Other, less iconic Gotham edifices are brazenly defiled in She’s Lost Control. The severity of the psychosexual problems of Ronah’s latest referral from Dr. Cassidy, a handsome, bearded nurse anesthetist named Johnny (Marc Menchaca), who spends his off-hours caring for his wheelchair-bound sister, is signaled during the film’s opening minutes: The camera, which had been trained closely on the back of Johnny’s head, captures him in long shot as the butch strawberry-blond, his body nearly flush with a building’s exterior, jerks off in broad daylight. “We’re just gonna create a safe space,” Ronah, bedecked in Talbots chic, tells her new client during their initial meeting in a hotel room—its decor as crushingly drab as that of Ronah’s apartment. In the film’s most absorbing moments, Ronah demonstrates the specifics behind that hackneyed expression, her patient, step-by-step simulation of physical intimacy including an exercise that involves touching only from the fingertips to the elbow.

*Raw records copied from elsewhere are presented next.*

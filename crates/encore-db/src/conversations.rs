use anyhow::Result;
use rusqlite::{Connection, TransactionBehavior};
use uuid::Uuid;

use crate::models::{ConversationRow, NewConversation, now_timestamp};
use crate::{Database, OptionalExt};

/// Result of a create call: either a fresh row or an existing 1:1 match.
#[derive(Debug)]
pub struct CreatedConversation {
    pub conversation: ConversationRow,
    pub created: bool,
}

impl Database {
    // -- Conversation directory --

    /// Create a conversation and all of its participant rows atomically.
    ///
    /// Non-group requests first look for an existing 1:1 conversation with the
    /// same pair, inside the same write transaction, and return it unchanged.
    pub fn create_conversation(&self, new: &NewConversation<'_>) -> Result<CreatedConversation> {
        self.with_conn_mut(|conn| {
            let tx = conn.transaction_with_behavior(TransactionBehavior::Immediate)?;

            if !new.is_group {
                if let [a, b] = new.participant_ids {
                    if let Some(id) = query_one_to_one(&tx, &a.to_string(), &b.to_string())? {
                        let existing = query_conversation(&tx, &id)?
                            .ok_or_else(|| anyhow::anyhow!("conversation {} vanished", id))?;
                        tx.commit()?;
                        return Ok(CreatedConversation {
                            conversation: existing,
                            created: false,
                        });
                    }
                }
            }

            let id = Uuid::new_v4().to_string();
            let now = now_timestamp();
            tx.execute(
                "INSERT INTO conversations (id, is_group, name, group_image, created_at, updated_at)
                 VALUES (?1, ?2, ?3, ?4, ?5, ?5)",
                rusqlite::params![id, new.is_group, new.name, new.group_image, now],
            )?;
            for user_id in new.participant_ids {
                tx.execute(
                    "INSERT INTO participants (conversation_id, user_id, joined_at) VALUES (?1, ?2, ?3)",
                    rusqlite::params![id, user_id.to_string(), now],
                )?;
            }

            let conversation = query_conversation(&tx, &id)?
                .ok_or_else(|| anyhow::anyhow!("conversation {} missing after insert", id))?;
            tx.commit()?;

            Ok(CreatedConversation {
                conversation,
                created: true,
            })
        })
    }

    /// Find the non-group conversation whose participant set is exactly {a, b}.
    pub fn find_one_to_one(&self, a: &str, b: &str) -> Result<Option<ConversationRow>> {
        self.with_conn(|conn| match query_one_to_one(conn, a, b)? {
            Some(id) => query_conversation(conn, &id),
            None => Ok(None),
        })
    }

    pub fn is_participant(&self, user_id: &str, conversation_id: &str) -> Result<bool> {
        self.with_conn(|conn| {
            let found = conn
                .query_row(
                    "SELECT 1 FROM participants WHERE conversation_id = ?1 AND user_id = ?2",
                    [conversation_id, user_id],
                    |_| Ok(()),
                )
                .optional()?;
            Ok(found.is_some())
        })
    }

    pub fn get_conversation(&self, id: &str) -> Result<Option<ConversationRow>> {
        self.with_conn(|conn| query_conversation(conn, id))
    }

    /// Conversations the user belongs to, most recently active first.
    pub fn list_conversations_for_user(
        &self,
        user_id: &str,
        skip: u32,
        take: u32,
    ) -> Result<Vec<ConversationRow>> {
        self.with_conn(|conn| {
            let mut stmt = conn.prepare(
                "SELECT c.id
                 FROM conversations c
                 JOIN participants p ON p.conversation_id = c.id
                 WHERE p.user_id = ?1
                 ORDER BY c.updated_at DESC, c.rowid DESC
                 LIMIT ?2 OFFSET ?3",
            )?;
            let ids = stmt
                .query_map(rusqlite::params![user_id, take, skip], |row| row.get::<_, String>(0))?
                .collect::<std::result::Result<Vec<_>, _>>()?;

            let mut rows = Vec::with_capacity(ids.len());
            for id in ids {
                if let Some(row) = query_conversation(conn, &id)? {
                    rows.push(row);
                }
            }
            Ok(rows)
        })
    }

    /// Every conversation id the user participates in, unpaginated.
    pub fn conversation_ids_for_user(&self, user_id: &str) -> Result<Vec<String>> {
        self.with_conn(|conn| {
            let mut stmt =
                conn.prepare("SELECT conversation_id FROM participants WHERE user_id = ?1")?;
            let ids = stmt
                .query_map([user_id], |row| row.get(0))?
                .collect::<std::result::Result<Vec<String>, _>>()?;
            Ok(ids)
        })
    }

    /// Overwrite name/image. Fields left as `None` keep their value.
    pub fn update_conversation(
        &self,
        id: &str,
        name: Option<&str>,
        group_image: Option<&str>,
    ) -> Result<Option<ConversationRow>> {
        self.with_conn(|conn| {
            let changed = conn.execute(
                "UPDATE conversations
                 SET name = COALESCE(?2, name),
                     group_image = COALESCE(?3, group_image),
                     updated_at = ?4
                 WHERE id = ?1",
                rusqlite::params![id, name, group_image, now_timestamp()],
            )?;
            if changed == 0 {
                return Ok(None);
            }
            query_conversation(conn, id)
        })
    }

    /// Delete a conversation; participants, messages and receipts cascade.
    pub fn delete_conversation(&self, id: &str) -> Result<bool> {
        self.with_conn(|conn| {
            let changed = conn.execute("DELETE FROM conversations WHERE id = ?1", [id])?;
            Ok(changed > 0)
        })
    }

    /// Bump the last-activity marker.
    pub fn touch_conversation(&self, id: &str) -> Result<()> {
        self.with_conn(|conn| {
            conn.execute(
                "UPDATE conversations SET updated_at = ?2 WHERE id = ?1",
                rusqlite::params![id, now_timestamp()],
            )?;
            Ok(())
        })
    }
}

fn query_one_to_one(conn: &Connection, a: &str, b: &str) -> Result<Option<String>> {
    let id = conn
        .query_row(
            "SELECT c.id
             FROM conversations c
             WHERE c.is_group = 0
               AND EXISTS (SELECT 1 FROM participants WHERE conversation_id = c.id AND user_id = ?1)
               AND EXISTS (SELECT 1 FROM participants WHERE conversation_id = c.id AND user_id = ?2)
               AND (SELECT COUNT(*) FROM participants WHERE conversation_id = c.id) = 2
             ORDER BY c.created_at
             LIMIT 1",
            [a, b],
            |row| row.get(0),
        )
        .optional()?;
    Ok(id)
}

fn query_conversation(conn: &Connection, id: &str) -> Result<Option<ConversationRow>> {
    let row = conn
        .query_row(
            "SELECT id, is_group, name, group_image, created_at, updated_at
             FROM conversations WHERE id = ?1",
            [id],
            |row| {
                Ok(ConversationRow {
                    id: row.get(0)?,
                    is_group: row.get(1)?,
                    name: row.get(2)?,
                    group_image: row.get(3)?,
                    participant_ids: Vec::new(),
                    created_at: row.get(4)?,
                    updated_at: row.get(5)?,
                })
            },
        )
        .optional()?;

    let Some(mut row) = row else {
        return Ok(None);
    };

    let mut stmt = conn.prepare(
        "SELECT user_id FROM participants WHERE conversation_id = ?1 ORDER BY joined_at, rowid",
    )?;
    row.participant_ids = stmt
        .query_map([id], |r| r.get(0))?
        .collect::<std::result::Result<Vec<String>, _>>()?;

    Ok(Some(row))
}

Yet too often, She’s Lost Control hazily drifts from scene to scene, invested in examining the exhausted topic of what happens when a sex professional finds that the rigid boundary between work and off-duty pleasure has become uncomfortably porous. (The scenario dates back to at least 1971, the year of Alan J. Pakula’s Klute, a distant relative of Marquardt’s film; the Jane Fonda–starring neo-noir vehicle, its paranoia rooted partly in anxiety over second-wave feminism, is one of the few to have explored the topic fruitfully.) Bloom, for her part, is adept at maintaining the long silences required of her character, a near-friendless graduate student in behavioral psychology accustomed to chopping vegetables for dinners for one. Sometimes, though, the quiet reveals more than Ronah’s solitude: The film has run out of things to say.

She’s Lost Control opens in New York on March 20 and in Los Angeles on March 27.